In two years, my paprika roast chicken has undergone some changes. I’ve streamlined the process and added butter, so now you simply slather the chicken in a paste of spices and butter, and roast it with a bit of white wine for 90 minutes in a 425°F oven. The last part is because of Ina Garten, who roasts her chickens in a similar way, and who is right about how to do things quite a lot of the time.
To roast a chicken in this way is to save yourself steps, time, and fussing; the result is a meal that makes itself (save for a couple rounds of basting when you’re passing through the kitchen to refill your wine glass – if you’re like me, in 90 minutes you will do this three or four times and if it’s the weekend you may need to open a second bottle but that’s okay because you’re cooking and cooking is art).
Paprika roast chicken
- 1 whole chicken, 4 to 5 lbs.
- 2 tbsp. unsalted butter or olive oil
- 3 cloves garlic, minced
- 1 tbsp. sweet paprika
- 1 1/2 tsp. cayenne pepper
- 1 tsp. cinnamon
- 1 tsp. ground black pepper
- 1 tsp. salt
- 1/2 cup dry white wine
Let chicken rest at room temperature for an hour. Preheat oven to 425°F.
In a small bowl, combine butter or oil, garlic, paprika, cayenne pepper, cinnamon, black pepper, and salt. Mush together with a fork until the mixture forms a paste.
Using your hands, slather the paste all over the chicken, sliding your fingers under the skin to rub the paste into the breast, legs, and thighs. Wash your hands, then truss the chicken, folding the wing tips behind the bird, and place it into a roasting pan. Pour wine into the bottom of the pan. Optionally, you could throw in some chopped carrots or onions at this point. Sweet potatoes would also be lovely.
Roast the chicken for 90 minutes (or 18 minutes per pound), until the juices run clear when you cut into the spot between the leg and thigh.
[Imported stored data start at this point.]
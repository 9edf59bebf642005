//! HTTP span naming.

use uuid::Uuid;

/// `METHOD /path` with UUID segments collapsed, so span names stay low-cardinality.
pub(super) fn request_span_name(method: &str, path: &str) -> String {
    format!("{method} {}", normalise_path(path))
}

fn normalise_path(path: &str) -> String {
    let segments = path
        .trim_start_matches('/')
        .split('/')
        .map(|segment| {
            if Uuid::parse_str(segment).is_ok() {
                "{id}"
            } else {
                segment
            }
        })
        .collect::<Vec<_>>();

    format!("/{}", segments.join("/"))
}

#[cfg(test)]
mod tests {
    use super::*;

    #[test]
    fn uuid_segments_are_collapsed() {
        assert_eq!(
            request_span_name("GET", "/api/cart-tax/0190f7a4-2b1c-7d3e-8f40-123456789abc"),
            "GET /api/cart-tax/{id}"
        );
    }

    #[test]
    fn other_segments_are_kept() {
        assert_eq!(
            request_span_name("GET", "/cartsdeliverygroup/searchBycartId/cart-1"),
            "GET /cartsdeliverygroup/searchBycartId/cart-1"
        );
        assert_eq!(request_span_name("GET", "/"), "GET /");
    }
}
//! Delete Cart Tax Handler

use salvo::{oapi::extract::PathParam, prelude::*};

use cartkit_app::domain::cart_taxes::records::CartTaxUuid;

use crate::{
    cart_taxes::errors::{absent_on_delete, into_delete_status_error},
    extensions::*,
};

/// Delete Cart Tax Handler
#[endpoint(
    tags("cart-tax"),
    summary = "Delete Cart Tax Entry",
    responses(
        (status_code = StatusCode::NO_CONTENT, description = "Cart tax entry deleted"),
        (status_code = StatusCode::NOT_FOUND, description = "Cart tax entry not found"),
    ),
)]
pub(crate) async fn handler(
    id: PathParam<String>,
    depot: &mut Depot,
) -> Result<StatusCode, StatusError> {
    let state = depot.state_or_500()?;
    let id = id.into_inner();

    let Ok(uuid) = id.parse::<CartTaxUuid>() else {
        return Err(absent_on_delete(&id));
    };

    state
        .app
        .cart_taxes
        .delete_cart_tax(uuid)
        .await
        .map_err(|error| into_delete_status_error(&error))?;

    Ok(StatusCode::NO_CONTENT)
}

#[cfg(test)]
mod tests {
    use salvo::test::{ResponseExt, TestClient};
    use testresult::TestResult;

    use cartkit_app::domain::cart_taxes::{CartTaxesServiceError, MockCartTaxesService};

    use crate::test_helpers::cart_taxes_service;

    use super::*;

    fn make_service(cart_taxes: MockCartTaxesService) -> Service {
        cart_taxes_service(
            cart_taxes,
            Router::with_path("api/cart-tax/{id}").delete(handler),
        )
    }

    #[tokio::test]
    async fn test_delete_returns_204() -> TestResult {
        let uuid = CartTaxUuid::new();

        let mut cart_taxes = MockCartTaxesService::new();

        cart_taxes
            .expect_delete_cart_tax()
            .once()
            .withf(move |id| *id == uuid)
            .return_once(|_| Ok(()));

        let res = TestClient::delete(format!("http://example.com/api/cart-tax/{uuid}"))
            .send(&make_service(cart_taxes))
            .await;

        assert_eq!(res.status_code, Some(StatusCode::NO_CONTENT));

        Ok(())
    }

    #[tokio::test]
    async fn test_delete_missing_entry_returns_404() -> TestResult {
        let uuid = CartTaxUuid::new();

        let mut cart_taxes = MockCartTaxesService::new();

        cart_taxes
            .expect_delete_cart_tax()
            .once()
            .return_once(move |_| Err(CartTaxesServiceError::NotFound(uuid)));

        let res = TestClient::delete(format!("http://example.com/api/cart-tax/{uuid}"))
            .send(&make_service(cart_taxes))
            .await;

        assert_eq!(res.status_code, Some(StatusCode::NOT_FOUND));

        Ok(())
    }

    #[tokio::test]
    async fn test_delete_non_uuid_id_returns_404() -> TestResult {
        let mut cart_taxes = MockCartTaxesService::new();

        cart_taxes.expect_delete_cart_tax().never();

        let mut res = TestClient::delete("http://example.com/api/cart-tax/missing-id")
            .send(&make_service(cart_taxes))
            .await;

        assert_eq!(res.status_code, Some(StatusCode::NOT_FOUND));
        assert!(
            res.take_string()
                .await?
                .contains("Error: Cart tax entry not found with ID: missing-id")
        );

        Ok(())
    }
}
Baste periodically, adding additional wine or water as needed to moisten the bottom of the pan.
Remove from oven and tent with tin foil. Let rest 20 minutes before serving. You can make a spicy, luscious gravy by tossing a handful of flour into the pan drippings and stirring in a bit of milk or cream. If there are leftovers they are wonderful in pozole, and the carcass makes a glorious stock.
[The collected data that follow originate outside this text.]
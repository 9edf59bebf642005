//! Cart tax and cart delivery group domain, validation and persistence.

pub mod context;
pub mod database;
pub mod domain;

#[cfg(test)]
mod test;

mod uuids;
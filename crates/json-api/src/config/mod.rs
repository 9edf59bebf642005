//! Server configuration module

use clap::Parser;

use crate::config::{
    db::DatabaseConfig,
    observability::{LoggingConfig, ObservabilityConfig},
    server::ServerRuntimeConfig,
};

pub(crate) mod db;
pub(crate) mod observability;
pub(crate) mod server;

/// Cartkit JSON API Server configuration
#[derive(Debug, Parser)]
#[command(name = "cartkit-json", about = "Cartkit JSON API Server", long_about = None)]
pub struct ServerConfig {
    /// Server network settings.
    #[command(flatten)]
    pub server: ServerRuntimeConfig,

    /// Logging output settings.
    #[command(flatten)]
    pub logging: LoggingConfig,

    /// Tracing export and request logging settings.
    #[command(flatten)]
    pub observability: ObservabilityConfig,

    /// Document store settings.
    #[command(flatten)]
    pub database: DatabaseConfig,
}

impl ServerConfig {
    /// Load configuration from environment and CLI arguments
    ///
    /// # Errors
    ///
    /// Returns an error if configuration cannot be parsed
    pub fn load() -> Result<Self, clap::Error> {
        // Load .env file if present (ignore if missing)
        _ = dotenvy::dotenv();

        Self::try_parse()
    }

    /// Get the socket address for binding
    #[must_use]
    pub fn socket_addr(&self) -> String {
        self.server.socket_addr()
    }
}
6 thoughts on “Paprika roast chicken, again.”
Lovely — I adore chicken with paprika, and don’t know why I never thought of roasting it that way. It’ll save me the sour cream calories from paprikash so that I can put them into side dishes. 🙂
Oooh – use the sour cream on spaetzle! That way, you maximize the worthiness of the calories, and there is no guilt.
I like the way you think. 😀
In my mind, there is nothing that rivals a perfectly roasted chicken. I make it once a week, then use the carcass to make broth, as you suggested. The little bits of meat left over get packaged up to use in a soup. The juices in the bottom of the roasting pan go over brown rice. It’s a no waste, easy peasy wonderful thing that, for some reason, some people fear as mysterious and complicated. My best friend has NEVER roasted a chicken, as she frets over anything cooked at higher than 350 degrees. And the skin? Far, far too good to share with children. Far too good.
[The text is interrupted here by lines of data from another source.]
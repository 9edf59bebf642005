//! Cart Delivery Groups Repository

use async_trait::async_trait;
use mockall::automock;
use sqlx::{FromRow, PgPool, Postgres, Row, postgres::PgRow, query, query_as, types::Json};

use crate::domain::{
    delivery_groups::{
        data::DeliveryGroupFilter,
        records::{DeliveryGroupDocument, DeliveryGroupRecord, DeliveryGroupUuid},
    },
    store::StoreError,
};

const SAVE_DELIVERY_GROUP_SQL: &str = include_str!("sql/save_delivery_group.sql");
const FIND_DELIVERY_GROUP_SQL: &str = include_str!("sql/find_delivery_group.sql");
const DELETE_DELIVERY_GROUP_SQL: &str = include_str!("sql/delete_delivery_group.sql");
const FIND_BY_CART_ID_SQL: &str = include_str!("sql/find_by_cart_id.sql");
const FIND_BY_CUSTOMER_NAME_SQL: &str = include_str!("sql/find_by_customer_name.sql");
const FIND_BY_DELIVERY_METHOD_ID_SQL: &str = include_str!("sql/find_by_delivery_method_id.sql");
const FIND_BY_SHIP_TO_PHONE_NUMBER_SQL: &str =
    include_str!("sql/find_by_ship_to_phone_number.sql");

/// Store gateway for the delivery group collection.
#[automock]
#[async_trait]
pub trait DeliveryGroupsRepository: Send + Sync {
    /// Persist a document, under a fresh UUID when none is given.
    async fn save(
        &self,
        uuid: Option<DeliveryGroupUuid>,
        document: DeliveryGroupDocument,
    ) -> Result<DeliveryGroupRecord, StoreError>;

    async fn find_by_id(
        &self,
        uuid: DeliveryGroupUuid,
    ) -> Result<Option<DeliveryGroupRecord>, StoreError>;

    /// All stored groups matching `filter`, in UUID order.
    async fn find_by(
        &self,
        filter: DeliveryGroupFilter,
    ) -> Result<Vec<DeliveryGroupRecord>, StoreError>;

    async fn delete_by_id(&self, uuid: DeliveryGroupUuid) -> Result<(), StoreError>;
}

#[derive(Debug, Clone)]
pub struct PgDeliveryGroupsRepository {
    pool: PgPool,
}

impl PgDeliveryGroupsRepository {
    #[must_use]
    pub fn new(pool: PgPool) -> Self {
        Self { pool }
    }
}

#[async_trait]
impl DeliveryGroupsRepository for PgDeliveryGroupsRepository {
    async fn save(
        &self,
        uuid: Option<DeliveryGroupUuid>,
        document: DeliveryGroupDocument,
    ) -> Result<DeliveryGroupRecord, StoreError> {
        let uuid = uuid.unwrap_or_else(DeliveryGroupUuid::new);

        let record = query_as::<Postgres, DeliveryGroupRecord>(SAVE_DELIVERY_GROUP_SQL)
            .bind(uuid.into_uuid())
            .bind(Json(&document))
            .fetch_one(&self.pool)
            .await?;

        Ok(record)
    }

    async fn find_by_id(
        &self,
        uuid: DeliveryGroupUuid,
    ) -> Result<Option<DeliveryGroupRecord>, StoreError> {
        let record = query_as::<Postgres, DeliveryGroupRecord>(FIND_DELIVERY_GROUP_SQL)
            .bind(uuid.into_uuid())
            .fetch_optional(&self.pool)
            .await?;

        Ok(record)
    }

    async fn find_by(
        &self,
        filter: DeliveryGroupFilter,
    ) -> Result<Vec<DeliveryGroupRecord>, StoreError> {
        let (sql, value) = match filter {
            DeliveryGroupFilter::CartId(value) => (FIND_BY_CART_ID_SQL, value),
            DeliveryGroupFilter::CustomerName(value) => (FIND_BY_CUSTOMER_NAME_SQL, value),
            DeliveryGroupFilter::DeliveryMethodId(value) => (FIND_BY_DELIVERY_METHOD_ID_SQL, value),
            DeliveryGroupFilter::ShipToPhoneNumber(value) => {
                (FIND_BY_SHIP_TO_PHONE_NUMBER_SQL, value)
            }
        };

        let records = query_as::<Postgres, DeliveryGroupRecord>(sql)
            .bind(value)
            .fetch_all(&self.pool)
            .await?;

        Ok(records)
    }

    async fn delete_by_id(&self, uuid: DeliveryGroupUuid) -> Result<(), StoreError> {
        query(DELETE_DELIVERY_GROUP_SQL)
            .bind(uuid.into_uuid())
            .execute(&self.pool)
            .await?;

        Ok(())
    }
}

impl<'r> FromRow<'r, PgRow> for DeliveryGroupRecord {
    fn from_row(row: &'r PgRow) -> sqlx::Result<Self> {
        let Json(document) = row.try_get::<Json<DeliveryGroupDocument>, _>("document")?;

        Ok(Self {
            uuid: DeliveryGroupUuid::from_uuid(row.try_get("uuid")?),
            document,
        })
    }
}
Just tried this at the weekend and it was delicious. I have to say though, not a fan of the cinnamon. Do you have suggestions for a substitution for it? I was wondering is saffron would work or be completely overpowered by the paprika and cayenne combo?
Maybe cumin? Just a little bit. I like the sweetness of the cinnamon, but see how it might not be for everyone. I haven’t tried saffron, but I suspect a bit of cumin would give it a southwest sort of taste.